▶ [What you have to do]
Return every line of the data exactly as it stands.

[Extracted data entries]

§

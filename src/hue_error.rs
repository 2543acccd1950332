/*!
 # Bridge error codes

 The bridge reports failures as `{"error": {"type": N, "address": ..., "description": ...}}`
 elements inside its response array. This module classifies the numeric code and renders
 a readable message from a fixed template table, filling `<placeholder>` markers from the
 keys the failing call was made with.
*/

use serde::Deserialize;
use serde_json::Value;
use std::fmt;

/// Known bridge error codes
#[derive(Debug, Clone, Copy, PartialEq, Eq, Hash)]
pub enum BridgeErrorKind {
    /// 1
    UnauthorizedUser,
    /// 2
    InvalidJson,
    /// 3
    ResourceNotAvailable,
    /// 4
    MethodNotAvailable,
    /// 5
    MissingParameters,
    /// 6
    ParameterNotAvailable,
    /// 7
    InvalidValue,
    /// 8
    ParameterNotModifiable,
    /// 101
    LinkButtonNotPressed,
    /// 201
    DeviceIsOff,
    /// 301
    GroupTableFull,
    /// 302
    DeviceGroupTableFull,
    /// 901
    InternalError,
    /// A code missing from the table
    Unknown(u16),
}

impl BridgeErrorKind {
    /// Classify a numeric bridge error code
    pub fn from_code(code: u16) -> Self {
        match code {
            1 => Self::UnauthorizedUser,
            2 => Self::InvalidJson,
            3 => Self::ResourceNotAvailable,
            4 => Self::MethodNotAvailable,
            5 => Self::MissingParameters,
            6 => Self::ParameterNotAvailable,
            7 => Self::InvalidValue,
            8 => Self::ParameterNotModifiable,
            101 => Self::LinkButtonNotPressed,
            201 => Self::DeviceIsOff,
            301 => Self::GroupTableFull,
            302 => Self::DeviceGroupTableFull,
            901 => Self::InternalError,
            other => Self::Unknown(other),
        }
    }

    pub fn code(&self) -> u16 {
        match self {
            Self::UnauthorizedUser => 1,
            Self::InvalidJson => 2,
            Self::ResourceNotAvailable => 3,
            Self::MethodNotAvailable => 4,
            Self::MissingParameters => 5,
            Self::ParameterNotAvailable => 6,
            Self::InvalidValue => 7,
            Self::ParameterNotModifiable => 8,
            Self::LinkButtonNotPressed => 101,
            Self::DeviceIsOff => 201,
            Self::GroupTableFull => 301,
            Self::DeviceGroupTableFull => 302,
            Self::InternalError => 901,
            Self::Unknown(code) => *code,
        }
    }

    /// Message template with `<placeholder>` markers, `None` for unknown codes
    pub fn template(&self) -> Option<&'static str> {
        let template = match self {
            Self::UnauthorizedUser => "Unauthorized user",
            Self::InvalidJson => "Body contains invalid JSON",
            Self::ResourceNotAvailable => "Resource, <resource>, not available",
            Self::MethodNotAvailable => {
                "Method, <method_name>, not available for resource, <resource>"
            }
            Self::MissingParameters => "Missing parameters in body",
            Self::ParameterNotAvailable => "Parameter, <parameter>, not available",
            Self::InvalidValue => "Invalid value, <value>, for parameter, <parameter>",
            Self::ParameterNotModifiable => "Parameter, <parameter>, is not modifiable",
            Self::LinkButtonNotPressed => "Link button not pressed",
            Self::DeviceIsOff => {
                "Parameter, <parameter>, is not modifiable. Device is set to off."
            }
            Self::GroupTableFull => "Group could not be created. Group table is full.",
            Self::DeviceGroupTableFull => {
                "Device, <id>, could not be added to group. Device's group table is full."
            }
            Self::InternalError => "Internal error, <error code>",
            Self::Unknown(_) => return None,
        };
        Some(template)
    }

    /// Render the template, substituting every `<key>` found in `keys`
    pub fn render(&self, keys: &[(&str, &str)]) -> Option<String> {
        self.template().map(|template| fill_placeholders(template, keys))
    }
}

/// Replace every `<key>` marker in `template` with its value
pub fn fill_placeholders(template: &str, keys: &[(&str, &str)]) -> String {
    keys.iter().fold(template.to_string(), |acc, (key, value)| {
        acc.replace(&format!("<{key}>"), value)
    })
}

/// Raw error element as the bridge sends it
#[derive(Debug, Clone, Deserialize)]
pub struct RawBridgeError {
    #[serde(rename = "type")]
    pub code: u16,
    #[serde(default)]
    pub address: String,
    #[serde(default)]
    pub description: String,
}

impl RawBridgeError {
    /// Decodes an error element, keeping whatever text it has when its shape is off.
    ///
    /// An element without a usable numeric `type` gets code 0, which is not in the table.
    pub fn from_element(element: &Value) -> Self {
        if let Ok(raw) = serde_json::from_value::<Self>(element.clone()) {
            return raw;
        }
        let code = element
            .get("type")
            .and_then(|code| match code {
                Value::Number(n) => n.as_u64(),
                Value::String(s) => s.trim().parse().ok(),
                _ => None,
            })
            .and_then(|code| u16::try_from(code).ok())
            .unwrap_or(0);
        let text = |key: &str| element.get(key).and_then(Value::as_str).map(str::to_string);
        Self {
            code,
            address: text("address").unwrap_or_default(),
            description: text("description").unwrap_or_else(|| element.to_string()),
        }
    }
}

/// A classified bridge failure
#[derive(Debug, Clone, PartialEq, Eq)]
pub struct BridgeError {
    pub kind: BridgeErrorKind,
    /// Resource path the bridge blamed
    pub address: String,
    /// Description as the bridge worded it
    pub description: String,
    /// Message rendered from the template table
    pub message: String,
}

impl BridgeError {
    pub fn from_raw(raw: RawBridgeError, keys: &[(&str, &str)]) -> Self {
        let kind = BridgeErrorKind::from_code(raw.code);
        // The address is the natural fill for <resource> when the call did not name one
        let mut fill: Vec<(&str, &str)> = keys.to_vec();
        if !keys.iter().any(|(key, _)| *key == "resource") {
            fill.push(("resource", raw.address.as_str()));
        }
        let message = kind
            .render(&fill)
            .unwrap_or_else(|| raw.description.clone());
        Self {
            kind,
            address: raw.address,
            description: raw.description,
            message,
        }
    }
}

impl fmt::Display for BridgeError {
    fn fmt(&self, f: &mut fmt::Formatter<'_>) -> fmt::Result {
        write!(f, "{} (code {})", self.message, self.kind.code())
    }
}

impl std::error::Error for BridgeError {}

§

▶ [Your response]
filename src/hue_error.rs
repository 2543acccd1950332
/*!
 # Bridge error codes

 The bridge reports failures as `{"error": {"type": N, "address": ..., "description": ...}}`
 elements inside its response array. This module classifies the numeric code and renders
 a readable message from a fixed template table, filling `<placeholder>` markers from the
 keys the failing call was made with.
*/

use serde::Deserialize;
use serde_json::Value;
use std::fmt;

/// Known bridge error codes
#[derive(Debug, Clone, Copy, PartialEq, Eq, Hash)]
pub enum BridgeErrorKind {
    /// 1
    UnauthorizedUser,
    /// 2
    InvalidJson,
    /// 3
    ResourceNotAvailable,
    /// 4
    MethodNotAvailable,
    /// 5
    MissingParameters,
    /// 6
    ParameterNotAvailable,
    /// 7
    InvalidValue,
    /// 8
    ParameterNotModifiable,
    /// 101
    LinkButtonNotPressed,
    /// 201
    DeviceIsOff,
    /// 301
    GroupTableFull,
    /// 302
    DeviceGroupTableFull,
    /// 901
    InternalError,
    /// A code missing from the table
    Unknown(u16),
}

impl BridgeErrorKind {
    /// Classify a numeric bridge error code
    pub fn from_code(code: u16) -> Self {
        match code {
            1 => Self::UnauthorizedUser,
            2 => Self::InvalidJson,
            3 => Self::ResourceNotAvailable,
            4 => Self::MethodNotAvailable,
            5 => Self::MissingParameters,
            6 => Self::ParameterNotAvailable,
            7 => Self::InvalidValue,
            8 => Self::ParameterNotModifiable,
            101 => Self::LinkButtonNotPressed,
            201 => Self::DeviceIsOff,
            301 => Self::GroupTableFull,
            302 => Self::DeviceGroupTableFull,
            901 => Self::InternalError,
            other => Self::Unknown(other),
        }
    }

    pub fn code(&self) -> u16 {
        match self {
            Self::UnauthorizedUser => 1,
            Self::InvalidJson => 2,
            Self::ResourceNotAvailable => 3,
            Self::MethodNotAvailable => 4,
            Self::MissingParameters => 5,
            Self::ParameterNotAvailable => 6,
            Self::InvalidValue => 7,
            Self::ParameterNotModifiable => 8,
            Self::LinkButtonNotPressed => 101,
            Self::DeviceIsOff => 201,
            Self::GroupTableFull => 301,
            Self::DeviceGroupTableFull => 302,
            Self::InternalError => 901,
            Self::Unknown(code) => *code,
        }
    }

    /// Message template with `<placeholder>` markers, `None` for unknown codes
    pub fn template(&self) -> Option<&'static str> {
        let template = match self {
            Self::UnauthorizedUser => "Unauthorized user",
            Self::InvalidJson => "Body contains invalid JSON",
            Self::ResourceNotAvailable => "Resource, <resource>, not available",
            Self::MethodNotAvailable => {
                "Method, <method_name>, not available for resource, <resource>"
            }
            Self::MissingParameters => "Missing parameters in body",
            Self::ParameterNotAvailable => "Parameter, <parameter>, not available",
            Self::InvalidValue => "Invalid value, <value>, for parameter, <parameter>",
            Self::ParameterNotModifiable => "Parameter, <parameter>, is not modifiable",
            Self::LinkButtonNotPressed => "Link button not pressed",
            Self::DeviceIsOff => {
                "Parameter, <parameter>, is not modifiable. Device is set to off."
            }
            Self::GroupTableFull => "Group could not be created. Group table is full.",
            Self::DeviceGroupTableFull => {
                "Device, <id>, could not be added to group. Device's group table is full."
            }
            Self::InternalError => "Internal error, <error code>",
            Self::Unknown(_) => return None,
        };
        Some(template)
    }

    /// Render the template, substituting every `<key>` found in `keys`
    pub fn render(&self, keys: &[(&str, &str)]) -> Option<String> {
        self.template().map(|template| fill_placeholders(template, keys))
    }
}

/// Replace every `<key>` marker in `template` with its value
pub fn fill_placeholders(template: &str, keys: &[(&str, &str)]) -> String {
    keys.iter().fold(template.to_string(), |acc, (key, value)| {
        acc.replace(&format!("<{key}>"), value)
    })
}

/// Raw error element as the bridge sends it
#[derive(Debug, Clone, Deserialize)]
pub struct RawBridgeError {
    #[serde(rename = "type")]
    pub code: u16,
    #[serde(default)]
    pub address: String,
    #[serde(default)]
    pub description: String,
}

impl RawBridgeError {
    /// Decodes an error element, keeping whatever text it has when its shape is off.
    ///
    /// An element without a usable numeric `type` gets code 0, which is not in the table.
    pub fn from_element(element: &Value) -> Self {
        if let Ok(raw) = serde_json::from_value::<Self>(element.clone()) {
            return raw;
        }
        let code = element
            .get("type")
            .and_then(|code| match code {
                Value::Number(n) => n.as_u64(),
                Value::String(s) => s.trim().parse().ok(),
                _ => None,
            })
            .and_then(|code| u16::try_from(code).ok())
            .unwrap_or(0);
        let text = |key: &str| element.get(key).and_then(Value::as_str).map(str::to_string);
        Self {
            code,
            address: text("address").unwrap_or_default(),
            description: text("description").unwrap_or_else(|| element.to_string()),
        }
    }
}

/// A classified bridge failure
#[derive(Debug, Clone, PartialEq, Eq)]
pub struct BridgeError {
    pub kind: BridgeErrorKind,
    /// Resource path the bridge blamed
    pub address: String,
    /// Description as the bridge worded it
    pub description: String,
    /// Message rendered from the template table
    pub message: String,
}

impl BridgeError {
    pub fn from_raw(raw: RawBridgeError, keys: &[(&str, &str)]) -> Self {
        let kind = BridgeErrorKind::from_code(raw.code);
        // The address is the natural fill for <resource> when the call did not name one
        let mut fill: Vec<(&str, &str)> = keys.to_vec();
        if !keys.iter().any(|(key, _)| *key == "resource") {
            fill.push(("resource", raw.address.as_str()));
        }
        let message = kind
            .render(&fill)
            .unwrap_or_else(|| raw.description.clone());
        Self {
            kind,
            address: raw.address,
            description: raw.description,
            message,
        }
    }
}

impl fmt::Display for BridgeError {
    fn fmt(&self, f: &mut fmt::Formatter<'_>) -> fmt::Result {
        write!(f, "{} (code {})", self.message, self.kind.code())
    }
}

impl std::error::Error for BridgeError {}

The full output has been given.